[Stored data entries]
------------

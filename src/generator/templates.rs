use serde::{Deserialize, Serialize};
use tracing::debug;

use crate::models::{PricingTier, Section, SectionType};

use super::rows::{generate_rows_with, RowGeometry};
use super::GeneratorError;

/// Закрытый набор архетипов площадки. Неизвестные строки не являются
/// ошибкой — на границе запроса они сводятся к `Generic` с записью в лог.
#[derive(Debug, Clone, Copy, PartialEq, Eq, Serialize, Deserialize)]
#[serde(rename_all = "lowercase")]
pub enum VenueType {
    Theater,
    Arena,
    Stadium,
    Club,
    Generic,
}

impl VenueType {
    pub fn parse(value: &str) -> Option<Self> {
        match value.trim().to_ascii_lowercase().as_str() {
            "theater" | "theatre" => Some(Self::Theater),
            "arena" => Some(Self::Arena),
            "stadium" => Some(Self::Stadium),
            "club" => Some(Self::Club),
            "generic" => Some(Self::Generic),
            _ => None,
        }
    }

    pub fn as_str(&self) -> &'static str {
        match self {
            Self::Theater => "theater",
            Self::Arena => "arena",
            Self::Stadium => "stadium",
            Self::Club => "club",
            Self::Generic => "generic",
        }
    }
}

// Шаблон секции: буквальные якорные координаты и размеры, без решателя —
// «пригодный результат сразу» важнее точного попадания в capacity
struct SectionTemplate {
    name: &'static str,
    x: f64,
    y: f64,
    rotation: f64,
    rows: i64,
    seats_per_row: i64,
    curved: bool,
    base_radius: f64,
    arc_span: f64,
    tier: PricingTier,
}

const fn straight(
    name: &'static str,
    x: f64,
    y: f64,
    rows: i64,
    seats_per_row: i64,
    tier: PricingTier,
) -> SectionTemplate {
    SectionTemplate {
        name,
        x,
        y,
        rotation: 0.0,
        rows,
        seats_per_row,
        curved: false,
        base_radius: 0.0,
        arc_span: 0.0,
        tier,
    }
}

const fn curved(
    name: &'static str,
    x: f64,
    y: f64,
    rotation: f64,
    rows: i64,
    seats_per_row: i64,
    base_radius: f64,
    arc_span: f64,
    tier: PricingTier,
) -> SectionTemplate {
    SectionTemplate {
        name,
        x,
        y,
        rotation,
        rows,
        seats_per_row,
        curved: true,
        base_radius,
        arc_span,
        tier,
    }
}

const THEATER: &[SectionTemplate] = &[
    straight("Orchestra", 0.0, 120.0, 15, 30, PricingTier::Premium),
    curved("Mezzanine", 0.0, 700.0, 0.0, 8, 34, 420.0, 70.0, PricingTier::Standard),
    curved("Balcony", 0.0, 1050.0, 0.0, 6, 38, 640.0, 80.0, PricingTier::Economy),
];

const ARENA: &[SectionTemplate] = &[
    straight("Floor", 0.0, 150.0, 12, 30, PricingTier::Premium),
    curved("North Stand", 0.0, 650.0, 0.0, 10, 24, 380.0, 60.0, PricingTier::Standard),
    curved("South Stand", 0.0, -650.0, 180.0, 10, 24, 380.0, 60.0, PricingTier::Standard),
    curved("East Stand", 650.0, 0.0, 90.0, 10, 20, 380.0, 50.0, PricingTier::Economy),
    curved("West Stand", -650.0, 0.0, 270.0, 10, 20, 380.0, 50.0, PricingTier::Economy),
];

const STADIUM: &[SectionTemplate] = &[
    curved("Lower Bowl", 0.0, 400.0, 0.0, 25, 40, 500.0, 110.0, PricingTier::Premium),
    curved("Club Level", 0.0, 1400.0, 0.0, 8, 30, 950.0, 90.0, PricingTier::Vip),
    curved("Upper Bowl", 0.0, 1750.0, 0.0, 20, 45, 1250.0, 120.0, PricingTier::Economy),
];

const CLUB: &[SectionTemplate] = &[
    straight("Front Floor", 0.0, 80.0, 5, 12, PricingTier::Vip),
    straight("Back Floor", 0.0, 280.0, 8, 16, PricingTier::Standard),
    curved("Mezzanine", 0.0, 600.0, 0.0, 4, 20, 260.0, 70.0, PricingTier::Premium),
];

const GENERIC: &[SectionTemplate] = &[
    straight("Main Section", 0.0, 100.0, 20, 25, PricingTier::Standard),
];

fn templates(venue_type: VenueType) -> &'static [SectionTemplate] {
    match venue_type {
        VenueType::Theater => THEATER,
        VenueType::Arena => ARENA,
        VenueType::Stadium => STADIUM,
        VenueType::Club => CLUB,
        VenueType::Generic => GENERIC,
    }
}

/// Устойчивый идентификатор из человекочитаемого имени ("Main Section" -> "main-section").
pub fn slug(name: &str) -> String {
    let mut out = String::with_capacity(name.len());
    let mut prev_dash = true;
    for ch in name.chars() {
        if ch.is_ascii_alphanumeric() {
            out.push(ch.to_ascii_lowercase());
            prev_dash = false;
        } else if !prev_dash {
            out.push('-');
            prev_dash = true;
        }
    }
    while out.ends_with('-') {
        out.pop();
    }
    out
}

/// Разворачивает архетип площадки в упорядоченный набор секций с местами.
///
/// `capacity_hint` — только совещательный вход: шаблоны статичны, а
/// авторитетную вместимость считает агрегатор по фактическим местам.
pub fn generate_sections(
    venue_type: VenueType,
    capacity_hint: Option<i64>,
) -> Result<Vec<Section>, GeneratorError> {
    if let Some(hint) = capacity_hint {
        if hint < 0 {
            return Err(GeneratorError::InvalidCapacityHint(hint));
        }
    }

    let mut sections = Vec::new();
    for tpl in templates(venue_type) {
        let section_id = slug(tpl.name);

        let geom = RowGeometry {
            base_radius: tpl.base_radius,
            arc_start: -tpl.arc_span / 2.0,
            arc_end: tpl.arc_span / 2.0,
            ..RowGeometry::default()
        };
        let mut rows = generate_rows_with(tpl.rows, tpl.seats_per_row, tpl.curved, &geom)?;

        // Префикс секции делает id мест уникальными в пределах всего макета
        for row in &mut rows {
            for seat in &mut row.seats {
                seat.id = format!("{}-{}", section_id, seat.id);
            }
        }

        sections.push(Section {
            id: section_id,
            name: tpl.name.to_string(),
            x: tpl.x,
            y: tpl.y,
            rotation: tpl.rotation,
            curve_radius: tpl.curved.then_some(tpl.base_radius),
            curve_angle: tpl.curved.then_some(tpl.arc_span),
            rows,
            pricing: tpl.tier,
            section_type: if tpl.curved {
                SectionType::Curved
            } else {
                SectionType::Standard
            },
        });
    }

    if let Some(hint) = capacity_hint {
        let yielded: usize = sections.iter().map(|s| s.seat_count()).sum();
        debug!(
            "venue template {} yielded {} seats (capacity hint was {})",
            venue_type.as_str(),
            yielded,
            hint
        );
    }

    Ok(sections)
}

#[cfg(test)]
mod tests {
    use super::*;

    #[test]
    fn theater_matches_the_classic_three_sections() {
        let sections = generate_sections(VenueType::Theater, None).unwrap();
        let names: Vec<_> = sections.iter().map(|s| s.name.as_str()).collect();
        assert_eq!(names, ["Orchestra", "Mezzanine", "Balcony"]);

        let orchestra = &sections[0];
        assert_eq!(orchestra.rows.len(), 15);
        assert_eq!(orchestra.seat_count(), 450);
        assert_eq!(orchestra.section_type, SectionType::Standard);
        assert!(orchestra.curve_radius.is_none());

        assert_eq!(sections[1].section_type, SectionType::Curved);
        assert_eq!(sections[2].section_type, SectionType::Curved);
    }

    #[test]
    fn generic_is_a_single_main_section() {
        let sections = generate_sections(VenueType::Generic, None).unwrap();
        assert_eq!(sections.len(), 1);
        assert_eq!(sections[0].name, "Main Section");
        assert_eq!(sections[0].id, "main-section");
        assert_eq!(sections[0].rows.len(), 20);
        assert_eq!(sections[0].seat_count(), 500);
        assert_eq!(sections[0].section_type, SectionType::Standard);
    }

    #[test]
    fn unknown_venue_strings_do_not_parse() {
        assert_eq!(VenueType::parse("unknown-value"), None);
        assert_eq!(VenueType::parse("THEATER"), Some(VenueType::Theater));
        assert_eq!(VenueType::parse("  stadium "), Some(VenueType::Stadium));
    }

    #[test]
    fn every_archetype_honors_the_curvature_invariant() {
        for venue in [
            VenueType::Theater,
            VenueType::Arena,
            VenueType::Stadium,
            VenueType::Club,
            VenueType::Generic,
        ] {
            let sections = generate_sections(venue, None).unwrap();
            assert!(!sections.is_empty());
            for section in &sections {
                assert!(
                    section.curvature_consistent(),
                    "{} / {} breaks the curvature invariant",
                    venue.as_str(),
                    section.name
                );
            }
        }
    }

    #[test]
    fn seat_ids_are_unique_across_sections() {
        let sections = generate_sections(VenueType::Arena, None).unwrap();
        let mut ids: Vec<_> = sections
            .iter()
            .flat_map(|sec| sec.rows.iter())
            .flat_map(|row| row.seats.iter().map(|s| s.id.clone()))
            .collect();
        let before = ids.len();
        ids.sort();
        ids.dedup();
        assert_eq!(ids.len(), before);
    }

    #[test]
    fn negative_capacity_hint_is_malformed() {
        assert!(matches!(
            generate_sections(VenueType::Theater, Some(-5)),
            Err(GeneratorError::InvalidCapacityHint(-5))
        ));
    }

    #[test]
    fn slugs_are_stable_and_url_safe() {
        assert_eq!(slug("Main Section"), "main-section");
        assert_eq!(slug("  North   Stand "), "north-stand");
        assert_eq!(slug("Balcony"), "balcony");
    }
}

------------

Task to complete
What lines in the entries above hold "InvalidCapacityHint"? Copy every one.

Response for this exercise
            return Err(GeneratorError::InvalidCapacityHint(hint));
            Err(GeneratorError::InvalidCapacityHint(-5))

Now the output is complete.